TASK GOAL -> All lines before the one containing "byte order mark.", plus that line itself, are to be printed exactly as they appear below.

——

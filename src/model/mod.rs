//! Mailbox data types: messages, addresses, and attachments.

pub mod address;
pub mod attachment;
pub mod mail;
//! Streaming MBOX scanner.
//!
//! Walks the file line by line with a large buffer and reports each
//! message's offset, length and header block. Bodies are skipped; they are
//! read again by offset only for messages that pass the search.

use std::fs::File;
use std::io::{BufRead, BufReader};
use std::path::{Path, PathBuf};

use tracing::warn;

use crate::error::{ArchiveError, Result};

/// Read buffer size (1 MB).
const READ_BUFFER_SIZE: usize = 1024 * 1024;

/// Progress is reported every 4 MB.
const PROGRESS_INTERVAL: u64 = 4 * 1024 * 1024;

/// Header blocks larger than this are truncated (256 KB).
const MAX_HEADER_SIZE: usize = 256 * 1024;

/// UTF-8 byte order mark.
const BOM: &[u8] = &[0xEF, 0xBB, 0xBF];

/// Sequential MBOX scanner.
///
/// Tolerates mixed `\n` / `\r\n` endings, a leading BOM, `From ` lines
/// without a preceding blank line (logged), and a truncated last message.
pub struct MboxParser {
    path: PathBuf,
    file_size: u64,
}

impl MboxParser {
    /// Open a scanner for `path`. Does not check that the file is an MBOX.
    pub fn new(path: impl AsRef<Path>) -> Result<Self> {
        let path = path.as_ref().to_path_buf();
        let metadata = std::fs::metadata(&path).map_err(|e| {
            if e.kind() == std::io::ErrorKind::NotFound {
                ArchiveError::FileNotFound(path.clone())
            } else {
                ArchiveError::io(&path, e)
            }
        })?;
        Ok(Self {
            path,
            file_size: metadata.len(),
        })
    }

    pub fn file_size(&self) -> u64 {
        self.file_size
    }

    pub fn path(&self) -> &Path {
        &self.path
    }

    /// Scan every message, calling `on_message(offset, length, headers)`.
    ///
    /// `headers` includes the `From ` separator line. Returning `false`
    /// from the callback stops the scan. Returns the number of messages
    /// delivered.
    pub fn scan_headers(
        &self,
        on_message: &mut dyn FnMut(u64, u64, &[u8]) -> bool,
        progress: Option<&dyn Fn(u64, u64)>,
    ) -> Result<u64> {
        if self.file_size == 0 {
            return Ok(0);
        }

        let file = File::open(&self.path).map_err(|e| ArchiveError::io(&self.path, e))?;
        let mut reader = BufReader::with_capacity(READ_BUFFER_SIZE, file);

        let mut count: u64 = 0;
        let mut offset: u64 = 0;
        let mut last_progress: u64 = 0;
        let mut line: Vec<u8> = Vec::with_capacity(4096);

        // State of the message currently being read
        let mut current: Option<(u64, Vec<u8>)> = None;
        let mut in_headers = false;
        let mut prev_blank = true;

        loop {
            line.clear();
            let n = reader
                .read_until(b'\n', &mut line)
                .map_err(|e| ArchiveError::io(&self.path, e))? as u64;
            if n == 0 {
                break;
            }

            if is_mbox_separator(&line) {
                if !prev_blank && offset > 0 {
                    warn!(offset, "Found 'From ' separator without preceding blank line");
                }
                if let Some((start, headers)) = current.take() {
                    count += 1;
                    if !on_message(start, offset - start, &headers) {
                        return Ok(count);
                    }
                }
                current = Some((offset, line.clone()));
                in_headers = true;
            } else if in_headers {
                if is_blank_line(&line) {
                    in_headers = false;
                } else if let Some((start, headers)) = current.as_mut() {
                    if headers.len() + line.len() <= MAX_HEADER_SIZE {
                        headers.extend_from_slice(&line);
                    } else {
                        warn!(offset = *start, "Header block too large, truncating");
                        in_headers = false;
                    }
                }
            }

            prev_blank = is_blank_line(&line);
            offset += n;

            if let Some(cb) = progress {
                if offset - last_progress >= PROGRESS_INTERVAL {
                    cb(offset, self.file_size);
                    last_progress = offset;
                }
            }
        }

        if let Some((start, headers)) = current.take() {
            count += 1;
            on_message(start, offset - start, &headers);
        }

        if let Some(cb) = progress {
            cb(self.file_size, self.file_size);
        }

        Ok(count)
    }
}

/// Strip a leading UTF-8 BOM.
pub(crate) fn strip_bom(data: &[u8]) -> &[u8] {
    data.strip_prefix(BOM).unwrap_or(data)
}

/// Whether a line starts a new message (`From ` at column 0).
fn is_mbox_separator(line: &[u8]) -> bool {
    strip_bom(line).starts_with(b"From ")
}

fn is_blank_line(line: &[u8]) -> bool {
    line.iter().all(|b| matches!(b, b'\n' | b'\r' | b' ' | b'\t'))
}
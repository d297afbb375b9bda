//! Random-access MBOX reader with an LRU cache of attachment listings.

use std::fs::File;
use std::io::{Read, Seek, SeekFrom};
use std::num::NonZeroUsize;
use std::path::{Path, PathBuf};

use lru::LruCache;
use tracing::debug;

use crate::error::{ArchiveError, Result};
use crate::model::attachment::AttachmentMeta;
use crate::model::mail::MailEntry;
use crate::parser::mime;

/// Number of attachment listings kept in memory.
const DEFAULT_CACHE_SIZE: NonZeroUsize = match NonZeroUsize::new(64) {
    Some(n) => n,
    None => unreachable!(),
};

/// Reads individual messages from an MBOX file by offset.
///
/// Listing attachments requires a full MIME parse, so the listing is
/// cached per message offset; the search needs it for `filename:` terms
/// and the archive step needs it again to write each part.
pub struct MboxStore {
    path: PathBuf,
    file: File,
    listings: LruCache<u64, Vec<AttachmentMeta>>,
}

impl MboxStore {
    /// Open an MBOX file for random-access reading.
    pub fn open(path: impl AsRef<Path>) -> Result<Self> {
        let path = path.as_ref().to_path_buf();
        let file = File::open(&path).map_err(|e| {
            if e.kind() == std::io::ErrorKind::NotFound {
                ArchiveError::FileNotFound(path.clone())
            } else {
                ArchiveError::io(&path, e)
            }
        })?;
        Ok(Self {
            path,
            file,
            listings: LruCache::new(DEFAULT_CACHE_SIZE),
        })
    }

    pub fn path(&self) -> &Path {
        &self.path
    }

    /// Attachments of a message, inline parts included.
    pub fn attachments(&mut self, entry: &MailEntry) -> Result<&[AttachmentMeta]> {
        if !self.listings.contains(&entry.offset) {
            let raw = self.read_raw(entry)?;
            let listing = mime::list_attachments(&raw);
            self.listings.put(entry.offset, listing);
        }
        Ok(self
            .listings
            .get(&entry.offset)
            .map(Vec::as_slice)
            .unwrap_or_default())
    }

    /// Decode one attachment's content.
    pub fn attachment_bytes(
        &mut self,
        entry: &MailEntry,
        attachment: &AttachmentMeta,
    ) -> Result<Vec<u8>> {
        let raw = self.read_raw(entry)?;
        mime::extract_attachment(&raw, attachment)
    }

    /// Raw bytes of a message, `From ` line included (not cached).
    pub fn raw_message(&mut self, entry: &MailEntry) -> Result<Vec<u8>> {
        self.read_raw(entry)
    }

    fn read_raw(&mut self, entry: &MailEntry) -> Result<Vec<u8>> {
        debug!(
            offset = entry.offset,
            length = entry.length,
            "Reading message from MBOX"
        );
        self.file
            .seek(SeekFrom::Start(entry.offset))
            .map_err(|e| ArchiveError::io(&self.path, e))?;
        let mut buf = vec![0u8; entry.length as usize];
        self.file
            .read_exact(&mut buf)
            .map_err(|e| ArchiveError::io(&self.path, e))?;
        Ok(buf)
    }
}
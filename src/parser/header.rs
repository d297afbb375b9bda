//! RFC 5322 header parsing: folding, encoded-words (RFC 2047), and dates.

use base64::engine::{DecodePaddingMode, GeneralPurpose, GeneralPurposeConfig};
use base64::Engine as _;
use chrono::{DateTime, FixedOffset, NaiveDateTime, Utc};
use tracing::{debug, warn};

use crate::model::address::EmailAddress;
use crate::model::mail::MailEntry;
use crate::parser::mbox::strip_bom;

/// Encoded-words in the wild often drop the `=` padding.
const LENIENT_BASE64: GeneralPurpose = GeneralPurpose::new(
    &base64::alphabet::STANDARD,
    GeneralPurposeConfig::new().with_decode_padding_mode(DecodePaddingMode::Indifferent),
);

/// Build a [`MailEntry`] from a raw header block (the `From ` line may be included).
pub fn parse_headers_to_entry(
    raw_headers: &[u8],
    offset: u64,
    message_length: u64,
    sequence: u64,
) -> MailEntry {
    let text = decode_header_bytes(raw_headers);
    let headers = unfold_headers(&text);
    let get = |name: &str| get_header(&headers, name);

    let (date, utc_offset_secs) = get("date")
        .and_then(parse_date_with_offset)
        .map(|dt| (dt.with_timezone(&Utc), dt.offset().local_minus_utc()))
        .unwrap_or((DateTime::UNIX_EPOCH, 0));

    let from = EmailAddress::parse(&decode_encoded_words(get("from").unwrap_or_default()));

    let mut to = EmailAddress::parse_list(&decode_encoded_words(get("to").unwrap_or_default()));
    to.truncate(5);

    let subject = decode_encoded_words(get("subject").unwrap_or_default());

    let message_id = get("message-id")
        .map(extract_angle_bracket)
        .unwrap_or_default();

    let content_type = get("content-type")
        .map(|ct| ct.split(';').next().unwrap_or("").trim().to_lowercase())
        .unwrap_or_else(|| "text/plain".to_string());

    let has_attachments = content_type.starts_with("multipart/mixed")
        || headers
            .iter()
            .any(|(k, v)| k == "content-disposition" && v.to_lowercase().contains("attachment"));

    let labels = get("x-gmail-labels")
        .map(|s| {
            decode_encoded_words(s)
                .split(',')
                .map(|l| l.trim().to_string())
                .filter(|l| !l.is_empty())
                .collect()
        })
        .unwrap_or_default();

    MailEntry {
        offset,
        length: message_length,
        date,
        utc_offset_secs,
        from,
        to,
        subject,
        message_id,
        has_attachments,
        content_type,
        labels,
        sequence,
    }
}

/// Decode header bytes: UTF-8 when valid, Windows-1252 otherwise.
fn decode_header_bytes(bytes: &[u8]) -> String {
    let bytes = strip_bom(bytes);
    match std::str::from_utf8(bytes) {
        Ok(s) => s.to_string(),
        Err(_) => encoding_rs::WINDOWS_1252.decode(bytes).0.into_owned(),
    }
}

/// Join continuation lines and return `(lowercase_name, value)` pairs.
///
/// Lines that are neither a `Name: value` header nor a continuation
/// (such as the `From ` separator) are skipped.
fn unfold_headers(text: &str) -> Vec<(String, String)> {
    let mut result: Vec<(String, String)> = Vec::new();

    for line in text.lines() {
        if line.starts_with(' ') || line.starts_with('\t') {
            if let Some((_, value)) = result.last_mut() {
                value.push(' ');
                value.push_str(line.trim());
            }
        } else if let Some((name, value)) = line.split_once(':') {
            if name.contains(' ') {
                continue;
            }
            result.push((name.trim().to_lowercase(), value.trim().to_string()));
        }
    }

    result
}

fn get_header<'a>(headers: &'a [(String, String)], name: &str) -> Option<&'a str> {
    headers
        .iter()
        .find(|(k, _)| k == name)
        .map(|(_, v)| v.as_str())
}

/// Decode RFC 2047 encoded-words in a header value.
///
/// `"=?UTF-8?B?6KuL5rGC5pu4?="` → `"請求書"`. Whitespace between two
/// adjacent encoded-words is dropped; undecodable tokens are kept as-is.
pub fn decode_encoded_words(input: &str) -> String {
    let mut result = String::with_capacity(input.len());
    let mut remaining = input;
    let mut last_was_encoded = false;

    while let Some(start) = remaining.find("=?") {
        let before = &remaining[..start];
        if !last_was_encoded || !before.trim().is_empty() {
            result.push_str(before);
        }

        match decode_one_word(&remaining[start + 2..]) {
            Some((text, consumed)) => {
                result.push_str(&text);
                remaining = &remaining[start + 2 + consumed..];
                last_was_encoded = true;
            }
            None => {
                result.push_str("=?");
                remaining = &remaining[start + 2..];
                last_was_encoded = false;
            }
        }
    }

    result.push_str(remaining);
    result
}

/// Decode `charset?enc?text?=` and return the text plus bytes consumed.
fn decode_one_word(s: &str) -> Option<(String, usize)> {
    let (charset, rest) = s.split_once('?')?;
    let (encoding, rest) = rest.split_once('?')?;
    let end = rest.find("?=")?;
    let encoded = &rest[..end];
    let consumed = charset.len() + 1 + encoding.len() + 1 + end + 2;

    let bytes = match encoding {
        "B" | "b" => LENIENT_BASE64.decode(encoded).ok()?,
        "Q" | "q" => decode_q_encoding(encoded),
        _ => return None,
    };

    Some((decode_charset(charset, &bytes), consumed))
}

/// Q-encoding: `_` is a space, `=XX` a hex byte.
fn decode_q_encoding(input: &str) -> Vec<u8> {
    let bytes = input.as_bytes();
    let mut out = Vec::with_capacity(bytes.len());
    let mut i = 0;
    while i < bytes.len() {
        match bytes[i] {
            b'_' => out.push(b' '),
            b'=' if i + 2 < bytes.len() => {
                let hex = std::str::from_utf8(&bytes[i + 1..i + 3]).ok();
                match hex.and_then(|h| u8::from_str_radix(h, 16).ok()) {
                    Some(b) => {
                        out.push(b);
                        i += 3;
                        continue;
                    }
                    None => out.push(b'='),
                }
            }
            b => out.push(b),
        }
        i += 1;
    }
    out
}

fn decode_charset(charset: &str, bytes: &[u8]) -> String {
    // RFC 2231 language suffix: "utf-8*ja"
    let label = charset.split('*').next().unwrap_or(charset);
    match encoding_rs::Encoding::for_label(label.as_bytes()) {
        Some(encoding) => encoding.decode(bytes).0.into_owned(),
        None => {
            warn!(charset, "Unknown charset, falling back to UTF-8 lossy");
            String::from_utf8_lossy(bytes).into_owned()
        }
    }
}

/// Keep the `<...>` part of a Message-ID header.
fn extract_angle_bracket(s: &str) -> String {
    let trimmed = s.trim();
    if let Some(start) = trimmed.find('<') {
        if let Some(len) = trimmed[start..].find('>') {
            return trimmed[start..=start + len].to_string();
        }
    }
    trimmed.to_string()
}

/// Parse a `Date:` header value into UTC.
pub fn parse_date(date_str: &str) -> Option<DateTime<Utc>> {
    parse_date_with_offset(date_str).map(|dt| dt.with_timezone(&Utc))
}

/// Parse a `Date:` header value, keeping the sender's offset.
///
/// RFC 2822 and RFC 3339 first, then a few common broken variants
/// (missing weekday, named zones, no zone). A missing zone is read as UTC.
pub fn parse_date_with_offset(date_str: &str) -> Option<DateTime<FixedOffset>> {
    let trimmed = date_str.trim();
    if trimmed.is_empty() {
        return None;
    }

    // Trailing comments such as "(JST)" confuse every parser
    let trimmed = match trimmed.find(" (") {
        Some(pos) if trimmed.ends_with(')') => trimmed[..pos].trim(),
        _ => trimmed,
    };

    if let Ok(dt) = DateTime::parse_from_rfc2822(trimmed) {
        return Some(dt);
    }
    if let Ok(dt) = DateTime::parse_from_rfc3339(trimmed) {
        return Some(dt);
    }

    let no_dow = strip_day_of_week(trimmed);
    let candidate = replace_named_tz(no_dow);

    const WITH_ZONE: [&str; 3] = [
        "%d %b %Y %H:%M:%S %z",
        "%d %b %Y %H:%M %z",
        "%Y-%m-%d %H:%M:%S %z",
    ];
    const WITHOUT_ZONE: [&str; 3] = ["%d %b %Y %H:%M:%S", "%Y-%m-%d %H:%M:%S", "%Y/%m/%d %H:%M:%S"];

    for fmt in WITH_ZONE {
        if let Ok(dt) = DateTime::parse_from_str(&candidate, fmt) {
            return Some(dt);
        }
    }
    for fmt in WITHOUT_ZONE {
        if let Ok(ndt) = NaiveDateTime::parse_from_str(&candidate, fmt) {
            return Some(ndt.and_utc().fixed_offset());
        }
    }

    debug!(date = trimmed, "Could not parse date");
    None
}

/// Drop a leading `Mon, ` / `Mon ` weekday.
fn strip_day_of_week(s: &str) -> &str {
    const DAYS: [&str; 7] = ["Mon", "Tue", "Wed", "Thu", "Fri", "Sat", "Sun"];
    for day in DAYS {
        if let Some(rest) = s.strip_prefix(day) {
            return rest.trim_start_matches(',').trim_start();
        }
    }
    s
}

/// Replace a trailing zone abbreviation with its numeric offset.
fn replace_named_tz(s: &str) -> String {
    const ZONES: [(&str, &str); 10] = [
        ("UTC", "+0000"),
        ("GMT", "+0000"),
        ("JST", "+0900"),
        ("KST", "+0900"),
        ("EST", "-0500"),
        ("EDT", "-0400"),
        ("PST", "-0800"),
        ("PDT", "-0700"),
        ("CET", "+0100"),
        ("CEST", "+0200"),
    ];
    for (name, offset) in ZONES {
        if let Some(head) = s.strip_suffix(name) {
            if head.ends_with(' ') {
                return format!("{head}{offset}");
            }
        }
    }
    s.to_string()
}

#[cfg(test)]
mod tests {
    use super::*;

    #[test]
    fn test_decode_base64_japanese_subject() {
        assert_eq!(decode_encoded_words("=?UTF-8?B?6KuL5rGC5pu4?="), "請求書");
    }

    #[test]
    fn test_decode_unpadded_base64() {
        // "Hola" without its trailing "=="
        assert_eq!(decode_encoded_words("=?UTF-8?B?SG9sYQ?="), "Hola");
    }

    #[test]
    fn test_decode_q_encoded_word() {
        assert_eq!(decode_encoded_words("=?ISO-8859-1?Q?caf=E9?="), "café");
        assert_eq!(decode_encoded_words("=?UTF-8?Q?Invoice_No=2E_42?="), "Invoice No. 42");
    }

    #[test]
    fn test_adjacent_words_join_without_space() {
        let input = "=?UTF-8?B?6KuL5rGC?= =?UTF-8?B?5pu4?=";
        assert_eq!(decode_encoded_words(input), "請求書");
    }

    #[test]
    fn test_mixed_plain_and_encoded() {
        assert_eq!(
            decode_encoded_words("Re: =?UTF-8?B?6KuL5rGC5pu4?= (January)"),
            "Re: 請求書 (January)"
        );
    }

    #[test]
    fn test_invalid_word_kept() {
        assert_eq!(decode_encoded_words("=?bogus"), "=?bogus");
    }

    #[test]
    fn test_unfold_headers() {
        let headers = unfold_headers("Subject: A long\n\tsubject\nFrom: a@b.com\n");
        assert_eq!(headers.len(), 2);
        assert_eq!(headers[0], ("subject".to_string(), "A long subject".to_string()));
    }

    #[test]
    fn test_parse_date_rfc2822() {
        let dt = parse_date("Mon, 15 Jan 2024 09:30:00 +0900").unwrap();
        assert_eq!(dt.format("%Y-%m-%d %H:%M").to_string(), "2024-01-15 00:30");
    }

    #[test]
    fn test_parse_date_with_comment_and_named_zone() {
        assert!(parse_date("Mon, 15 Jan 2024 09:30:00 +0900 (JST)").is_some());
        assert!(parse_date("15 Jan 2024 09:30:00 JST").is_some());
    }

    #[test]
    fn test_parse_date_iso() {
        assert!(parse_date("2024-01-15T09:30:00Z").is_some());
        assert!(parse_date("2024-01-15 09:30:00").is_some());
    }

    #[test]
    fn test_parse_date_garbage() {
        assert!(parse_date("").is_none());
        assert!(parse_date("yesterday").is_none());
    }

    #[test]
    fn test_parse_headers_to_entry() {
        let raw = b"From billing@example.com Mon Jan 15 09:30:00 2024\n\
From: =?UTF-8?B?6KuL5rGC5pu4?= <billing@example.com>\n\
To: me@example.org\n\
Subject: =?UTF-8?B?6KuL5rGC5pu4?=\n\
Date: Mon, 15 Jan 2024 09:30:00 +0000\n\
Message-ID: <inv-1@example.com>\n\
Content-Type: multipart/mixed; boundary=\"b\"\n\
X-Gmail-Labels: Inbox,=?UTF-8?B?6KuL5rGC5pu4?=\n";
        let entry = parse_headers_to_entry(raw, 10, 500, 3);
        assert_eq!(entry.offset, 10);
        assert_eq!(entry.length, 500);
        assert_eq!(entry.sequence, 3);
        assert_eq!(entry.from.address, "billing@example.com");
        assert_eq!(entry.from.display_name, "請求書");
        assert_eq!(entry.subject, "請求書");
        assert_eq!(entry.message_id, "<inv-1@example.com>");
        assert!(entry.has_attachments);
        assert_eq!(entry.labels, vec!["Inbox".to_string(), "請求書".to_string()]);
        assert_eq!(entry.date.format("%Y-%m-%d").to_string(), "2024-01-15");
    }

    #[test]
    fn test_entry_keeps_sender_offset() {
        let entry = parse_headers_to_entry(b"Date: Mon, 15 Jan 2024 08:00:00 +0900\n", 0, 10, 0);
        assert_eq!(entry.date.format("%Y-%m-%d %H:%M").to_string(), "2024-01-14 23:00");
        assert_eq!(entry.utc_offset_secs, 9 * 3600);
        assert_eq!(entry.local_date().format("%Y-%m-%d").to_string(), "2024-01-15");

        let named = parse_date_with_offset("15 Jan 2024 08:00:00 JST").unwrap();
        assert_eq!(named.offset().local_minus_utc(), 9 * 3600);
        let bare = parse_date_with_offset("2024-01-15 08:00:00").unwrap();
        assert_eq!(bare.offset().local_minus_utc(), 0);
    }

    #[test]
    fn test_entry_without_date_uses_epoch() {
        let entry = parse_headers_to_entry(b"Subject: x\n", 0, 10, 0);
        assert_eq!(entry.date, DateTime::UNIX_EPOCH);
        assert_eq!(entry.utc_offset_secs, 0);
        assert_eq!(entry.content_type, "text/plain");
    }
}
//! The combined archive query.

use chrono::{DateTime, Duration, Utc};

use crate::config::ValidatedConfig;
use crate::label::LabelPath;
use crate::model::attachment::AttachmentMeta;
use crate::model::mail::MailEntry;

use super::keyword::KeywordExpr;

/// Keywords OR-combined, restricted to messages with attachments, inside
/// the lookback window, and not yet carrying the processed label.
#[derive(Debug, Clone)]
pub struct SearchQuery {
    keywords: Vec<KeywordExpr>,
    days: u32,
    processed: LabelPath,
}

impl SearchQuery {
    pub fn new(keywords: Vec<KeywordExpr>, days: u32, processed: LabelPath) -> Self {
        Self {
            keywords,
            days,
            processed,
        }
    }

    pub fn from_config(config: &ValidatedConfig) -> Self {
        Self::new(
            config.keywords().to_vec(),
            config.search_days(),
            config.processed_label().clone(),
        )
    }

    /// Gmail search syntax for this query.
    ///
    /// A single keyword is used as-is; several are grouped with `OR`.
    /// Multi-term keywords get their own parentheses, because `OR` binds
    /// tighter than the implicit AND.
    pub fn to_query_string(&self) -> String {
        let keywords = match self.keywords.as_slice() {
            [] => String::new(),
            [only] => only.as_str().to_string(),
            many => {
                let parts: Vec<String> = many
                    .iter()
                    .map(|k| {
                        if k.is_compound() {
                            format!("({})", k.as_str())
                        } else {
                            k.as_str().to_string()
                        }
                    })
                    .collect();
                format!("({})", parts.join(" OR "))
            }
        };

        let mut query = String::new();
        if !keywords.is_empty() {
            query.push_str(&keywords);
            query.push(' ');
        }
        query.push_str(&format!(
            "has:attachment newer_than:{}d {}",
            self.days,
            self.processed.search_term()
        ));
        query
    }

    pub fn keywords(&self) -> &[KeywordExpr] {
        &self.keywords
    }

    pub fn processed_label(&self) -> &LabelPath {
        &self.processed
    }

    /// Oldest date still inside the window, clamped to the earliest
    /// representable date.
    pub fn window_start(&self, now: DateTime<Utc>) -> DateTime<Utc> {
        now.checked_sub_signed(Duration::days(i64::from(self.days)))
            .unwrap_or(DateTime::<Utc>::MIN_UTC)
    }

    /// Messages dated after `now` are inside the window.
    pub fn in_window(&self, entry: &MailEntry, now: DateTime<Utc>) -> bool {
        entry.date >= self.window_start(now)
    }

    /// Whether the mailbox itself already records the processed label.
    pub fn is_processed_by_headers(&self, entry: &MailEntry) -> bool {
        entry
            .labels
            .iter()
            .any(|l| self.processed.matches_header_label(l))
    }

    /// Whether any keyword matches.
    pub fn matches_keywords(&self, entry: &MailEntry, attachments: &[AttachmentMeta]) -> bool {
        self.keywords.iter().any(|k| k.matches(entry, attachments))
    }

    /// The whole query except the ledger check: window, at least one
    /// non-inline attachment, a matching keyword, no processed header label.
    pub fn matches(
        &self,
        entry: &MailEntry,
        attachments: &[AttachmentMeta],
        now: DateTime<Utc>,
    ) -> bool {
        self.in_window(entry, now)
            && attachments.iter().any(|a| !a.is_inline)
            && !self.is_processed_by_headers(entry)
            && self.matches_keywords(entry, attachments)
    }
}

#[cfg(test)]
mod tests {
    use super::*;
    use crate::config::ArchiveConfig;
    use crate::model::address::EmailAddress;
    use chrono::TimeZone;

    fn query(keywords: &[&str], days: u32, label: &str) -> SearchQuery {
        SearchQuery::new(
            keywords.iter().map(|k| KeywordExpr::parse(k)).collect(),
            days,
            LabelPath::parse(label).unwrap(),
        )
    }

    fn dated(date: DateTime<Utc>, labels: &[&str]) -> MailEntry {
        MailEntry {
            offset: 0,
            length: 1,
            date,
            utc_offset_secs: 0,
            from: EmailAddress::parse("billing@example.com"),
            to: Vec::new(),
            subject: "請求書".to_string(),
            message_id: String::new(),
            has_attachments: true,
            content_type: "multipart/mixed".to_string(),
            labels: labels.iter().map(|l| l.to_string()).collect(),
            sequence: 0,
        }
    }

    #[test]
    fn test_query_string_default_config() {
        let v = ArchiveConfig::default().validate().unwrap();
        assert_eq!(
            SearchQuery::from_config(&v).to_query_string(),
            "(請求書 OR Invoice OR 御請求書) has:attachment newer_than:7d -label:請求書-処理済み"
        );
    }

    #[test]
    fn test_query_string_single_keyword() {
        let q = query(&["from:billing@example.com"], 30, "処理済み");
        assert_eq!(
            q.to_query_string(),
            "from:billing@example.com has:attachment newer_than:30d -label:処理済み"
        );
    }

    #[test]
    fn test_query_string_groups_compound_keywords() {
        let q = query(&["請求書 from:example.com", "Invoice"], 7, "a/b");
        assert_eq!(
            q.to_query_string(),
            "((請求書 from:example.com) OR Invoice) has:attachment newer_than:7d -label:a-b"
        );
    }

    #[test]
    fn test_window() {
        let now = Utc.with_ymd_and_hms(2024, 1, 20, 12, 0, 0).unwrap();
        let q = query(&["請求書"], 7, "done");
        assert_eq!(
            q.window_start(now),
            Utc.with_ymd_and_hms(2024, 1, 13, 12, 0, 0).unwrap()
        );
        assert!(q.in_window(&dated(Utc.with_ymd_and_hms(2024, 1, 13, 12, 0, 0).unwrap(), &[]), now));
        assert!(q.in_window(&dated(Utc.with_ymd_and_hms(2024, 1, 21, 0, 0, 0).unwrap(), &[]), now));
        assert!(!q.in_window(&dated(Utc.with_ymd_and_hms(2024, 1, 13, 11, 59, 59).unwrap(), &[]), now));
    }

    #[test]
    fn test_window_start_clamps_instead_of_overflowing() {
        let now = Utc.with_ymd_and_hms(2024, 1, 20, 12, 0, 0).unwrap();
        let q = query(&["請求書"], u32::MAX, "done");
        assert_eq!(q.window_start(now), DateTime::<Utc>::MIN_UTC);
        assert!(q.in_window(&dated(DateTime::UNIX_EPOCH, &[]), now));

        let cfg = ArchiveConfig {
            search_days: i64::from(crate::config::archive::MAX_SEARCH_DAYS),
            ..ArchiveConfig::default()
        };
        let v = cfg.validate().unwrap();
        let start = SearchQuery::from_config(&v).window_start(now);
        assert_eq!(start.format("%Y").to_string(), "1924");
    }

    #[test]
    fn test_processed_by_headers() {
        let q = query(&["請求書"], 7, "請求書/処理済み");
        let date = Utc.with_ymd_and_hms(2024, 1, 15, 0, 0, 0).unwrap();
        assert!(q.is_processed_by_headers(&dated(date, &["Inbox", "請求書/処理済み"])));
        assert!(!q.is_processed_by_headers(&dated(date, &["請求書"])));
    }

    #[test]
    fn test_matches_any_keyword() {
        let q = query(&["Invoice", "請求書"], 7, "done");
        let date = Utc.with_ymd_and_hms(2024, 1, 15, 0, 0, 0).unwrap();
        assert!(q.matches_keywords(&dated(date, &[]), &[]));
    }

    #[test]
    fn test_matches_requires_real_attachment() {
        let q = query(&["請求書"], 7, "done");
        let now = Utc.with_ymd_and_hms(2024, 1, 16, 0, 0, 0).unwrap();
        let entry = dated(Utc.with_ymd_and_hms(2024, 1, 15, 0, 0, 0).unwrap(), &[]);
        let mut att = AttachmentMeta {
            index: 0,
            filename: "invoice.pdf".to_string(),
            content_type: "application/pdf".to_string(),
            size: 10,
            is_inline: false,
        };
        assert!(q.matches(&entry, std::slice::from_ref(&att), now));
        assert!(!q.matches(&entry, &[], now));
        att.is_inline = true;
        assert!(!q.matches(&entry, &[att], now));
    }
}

——

EXERCISE RESULT ->
filename src/model/mod.rs
//! Mailbox data types: messages, addresses, and attachments.

pub mod address;
pub mod attachment;
pub mod mail;
//! Streaming MBOX scanner.
//!
//! Walks the file line by line with a large buffer and reports each
//! message's offset, length and header block. Bodies are skipped; they are
//! read again by offset only for messages that pass the search.

use std::fs::File;
use std::io::{BufRead, BufReader};
use std::path::{Path, PathBuf};

use tracing::warn;

use crate::error::{ArchiveError, Result};

/// Read buffer size (1 MB).
const READ_BUFFER_SIZE: usize = 1024 * 1024;

/// Progress is reported every 4 MB.
const PROGRESS_INTERVAL: u64 = 4 * 1024 * 1024;

/// Header blocks larger than this are truncated (256 KB).
const MAX_HEADER_SIZE: usize = 256 * 1024;

/// UTF-8 byte order mark.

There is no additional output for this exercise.